FINDING YOU
(director/writer:Brian Baugh; screenwriter: based on the novel by Jenny B. Jones “There You’ll Find Me”; cinematographer: Michael Lavell; editor: Chris Witt; music: Kieran Kiely, Tim Williams; cast: Katherine McNamara (Taylor Risdale), Jedidiah Goodacre (Beckett Rush), Vanessa Redgrave (Cathleen Sweeney), Rose Reid (Finley Sinclair), Tom Everett Scott (Montgomery Rush), Patrick Bergin (Seamus), Saoirse-Monica Jackson (Emma Callaghan), Judith Hoag (Jennifer Sinclair), Fiona Bell (Nora Callaghan), Ciaran McMahon (Sean Callaghan); Runtime: 115; MPAA Rating: PG; producers: Ken Carpenter, Julie Ryan, Stephen Preston, Brian Baugh; A Roadside Attractions; 2021)
“I found it clunky, contrived and filled with absurd tropes.”
Reviewed by Dennis Schwartz
Brian Baugh (“The World We Make”/”I’m Not Ashamed”) is the writer-director of this inspirational romantic YA drama that’s not a bit inspirational. It might reach its YA target audience (though I doubt it), but I found it clunky, contrived and filled with absurd tropes. It’s based on Jenny B. Jones’ popular YA novel “There You’ll Find Me.”
Finley Sinclair (Rose Reid) is a privileged attractive teen from NYC who plays the violin, but because she still mourns the loss of her brother who recently passed away, she plays without heart and fails her audition test to get into a prestigious Manhattan conservatory. So she follows the path of her older brother and opts for one semester to go to college in Ireland as an exchange student, hoping a change of scenery will benefit her mental health.
On her flight abroad, she unknowingly, while in first class, is seated next to “bad boy” movie star Beckett Rush (Jedidiah Goodacre). He pays attention to her, and a possible romance is hinted at because he’s impressed she doesn’t recognize him. Furthermore, the host family, the Callaghans (Fiona Bell & Ciaran McMahon), who she is boarding with, are the sames hosts as her brother’s, in the small coastal town of Carlingford. They operate a bed and breakfast where Beckett is also staying while shooting a a sequence for his fantasy movie series.
Later in the film we will learn Finley’s brother was a saint, who gave his life saving refugees in the Middle East. The spoiled Beckett doesn’t get the meaning of that kind of humanity, which makes it hard for Finley to love him. Beckett’s controlling father (Tom Everett Scott) is his manager and feeds the press false rumors about his son’s romantic life, like him seeing his co-star Taylor Risdale (McNamara), hoping this will aid his legend as a teen idol. But it instead prevents the real Beckett from showing us who he really is and what his real life passion is for.
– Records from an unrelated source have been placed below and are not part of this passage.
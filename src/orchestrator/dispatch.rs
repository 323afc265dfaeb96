//! 模式分发：请求校验与策略路由
//!
//! 模式与工具 id 都是封闭集合：任一不合法即客户端错误，绝不发起模型调用
//! （模型调用计费，校验必须在前）。历史别名 "streaming" 在边界归一化为 stream。

use std::sync::Arc;

use serde::Deserialize;
use serde_json::Value;
use tokio::sync::mpsc;
use tokio_util::sync::CancellationToken;
use tracing::info;

use crate::config::SearchSection;
use crate::error::PlaygroundError;
use crate::llm::LlmClient;
use crate::message::IncomingMessage;
use crate::orchestrator::events::StreamEvent;
use crate::orchestrator::generate::{run_generate, run_stream};
use crate::orchestrator::pipeline::run_pipeline;
use crate::tools::{build_tool, ToolId};

/// 生成模式（封闭集合）
#[derive(Clone, Copy, Debug, PartialEq, Eq)]
pub enum Mode {
    Stream,
    Generate,
    StreamObject,
    Object,
}

impl Mode {
    /// 解析模式字符串；"streaming" 是早期接口的别名，归一化为 Stream
    pub fn parse(s: &str) -> Result<Self, PlaygroundError> {
        match s {
            "stream" | "streaming" => Ok(Self::Stream),
            "generate" => Ok(Self::Generate),
            "stream-object" => Ok(Self::StreamObject),
            "object" => Ok(Self::Object),
            other => Err(PlaygroundError::InvalidMode(other.to_string())),
        }
    }
}

fn default_max_num_results() -> u32 {
    3
}

/// 编排端点的请求体
#[derive(Debug, Deserialize)]
pub struct ChatRequest {
    #[serde(default)]
    pub messages: Vec<IncomingMessage>,
    pub tool: String,
    pub model: String,
    #[serde(rename = "maxNumResults", default = "default_max_num_results")]
    pub max_num_results: u32,
    pub mode: String,
    #[serde(default)]
    pub schema: Option<String>,
    #[serde(rename = "schemaPrompt", default)]
    pub schema_prompt: Option<String>,
}

/// 分发结果：事件流 / 最终文本 / 最终对象
#[derive(Debug)]
pub enum DispatchOutcome {
    Stream(mpsc::UnboundedReceiver<StreamEvent>),
    Text(String),
    Object(Value),
}

/// 编排器：持有 LLM 客户端、检索配置与复用的 HTTP 连接池
pub struct Orchestrator {
    llm: Arc<dyn LlmClient>,
    search: SearchSection,
    http: reqwest::Client,
}

impl Orchestrator {
    pub fn new(llm: Arc<dyn LlmClient>, search: SearchSection) -> Self {
        Self {
            llm,
            search,
            http: reqwest::Client::new(),
        }
    }

    /// 校验 -> 构建工具 -> 路由到策略
    pub async fn dispatch(
        &self,
        req: ChatRequest,
        cancel: CancellationToken,
    ) -> Result<DispatchOutcome, PlaygroundError> {
        let mode = Mode::parse(&req.mode)?;
        let tool_id = ToolId::parse(&req.tool)?;
        // 每次请求新建实例，结果数上限即时生效
        let tool = build_tool(tool_id, req.max_num_results, &self.search, self.http.clone());

        info!(
            tool = tool_id.wire_name(),
            model = %req.model,
            mode = ?mode,
            max_num_results = req.max_num_results,
            "dispatching request"
        );

        match mode {
            Mode::Stream => Ok(DispatchOutcome::Stream(run_stream(
                self.llm.clone(),
                tool,
                req.model,
                req.messages,
                cancel,
            ))),
            Mode::Generate => {
                let text =
                    run_generate(self.llm.as_ref(), tool, &req.model, &req.messages).await?;
                Ok(DispatchOutcome::Text(text))
            }
            Mode::StreamObject | Mode::Object => {
                let object = run_pipeline(
                    self.llm.as_ref(),
                    tool,
                    &req.model,
                    &req.messages,
                    req.schema.as_deref(),
                    req.schema_prompt.as_deref(),
                    mode == Mode::StreamObject,
                )
                .await?;
                Ok(DispatchOutcome::Object(object))
            }
        }
    }
}

#[cfg(test)]
mod tests {
    use super::*;
    use crate::llm::ScriptedLlmClient;

    fn orchestrator() -> (Arc<ScriptedLlmClient>, Orchestrator) {
        let llm = Arc::new(ScriptedLlmClient::new(vec![]));
        let search = SearchSection {
            endpoint: "https://search.invalid".to_string(),
            api_key_env: "UNSET".to_string(),
            timeout_secs: 1,
            max_content_chars: 100,
        };
        (llm.clone(), Orchestrator::new(llm, search))
    }

    fn request(tool: &str, mode: &str) -> ChatRequest {
        ChatRequest {
            messages: vec![],
            tool: tool.to_string(),
            model: "m".to_string(),
            max_num_results: 3,
            mode: mode.to_string(),
            schema: None,
            schema_prompt: None,
        }
    }

    #[test]
    fn test_mode_parse_with_historical_alias() {
        assert_eq!(Mode::parse("stream").unwrap(), Mode::Stream);
        assert_eq!(Mode::parse("streaming").unwrap(), Mode::Stream);
        assert_eq!(Mode::parse("generate").unwrap(), Mode::Generate);
        assert_eq!(Mode::parse("stream-object").unwrap(), Mode::StreamObject);
        assert_eq!(Mode::parse("object").unwrap(), Mode::Object);
        assert!(matches!(
            Mode::parse("Stream"),
            Err(PlaygroundError::InvalidMode(_))
        ));
    }

    #[test]
    fn test_request_defaults() {
        let req: ChatRequest = serde_json::from_str(
            r#"{"tool": "webSearch", "model": "m", "mode": "generate"}"#,
        )
        .unwrap();
        assert_eq!(req.max_num_results, 3);
        assert!(req.messages.is_empty());
        assert!(req.schema.is_none());
    }

    #[tokio::test]
    async fn test_invalid_mode_rejected_before_any_model_call() {
        let (llm, orchestrator) = orchestrator();
        let err = orchestrator
            .dispatch(request("webSearch", "banana"), CancellationToken::new())
            .await
            .unwrap_err();
        assert!(matches!(err, PlaygroundError::InvalidMode(_)));
        assert!(err.is_client_error());
        assert!(llm.seen_requests().is_empty());
    }

    #[tokio::test]
    async fn test_invalid_tool_rejected_before_any_model_call() {
        let (llm, orchestrator) = orchestrator();
        let err = orchestrator
            .dispatch(request("shellExec", "generate"), CancellationToken::new())
            .await
            .unwrap_err();
        assert!(matches!(err, PlaygroundError::InvalidTool(_)));
        assert!(err.is_client_error());
        assert!(llm.seen_requests().is_empty());
    }
}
The two Americans use the backdrop of Ireland to deal with their problems of privilege and just growing up, as the plot tritely turns into ‘a will-they-won’t-they’ romance in this uninteresting rom/com, a film whose bland leads are dullards and sexless– characters I do not connect with.
The best actress in the film, the great Vanessa Redgrave, is reduced to playing a frumpy senior citizen in a nursing home who is around to give the Yanks lesson on Irish culture and tell us she just wants to be alone (a sentiment Garbo could approve of). Patrick Bergin is the local pub drunk fiddler, who gives the film its only breath of fresh air.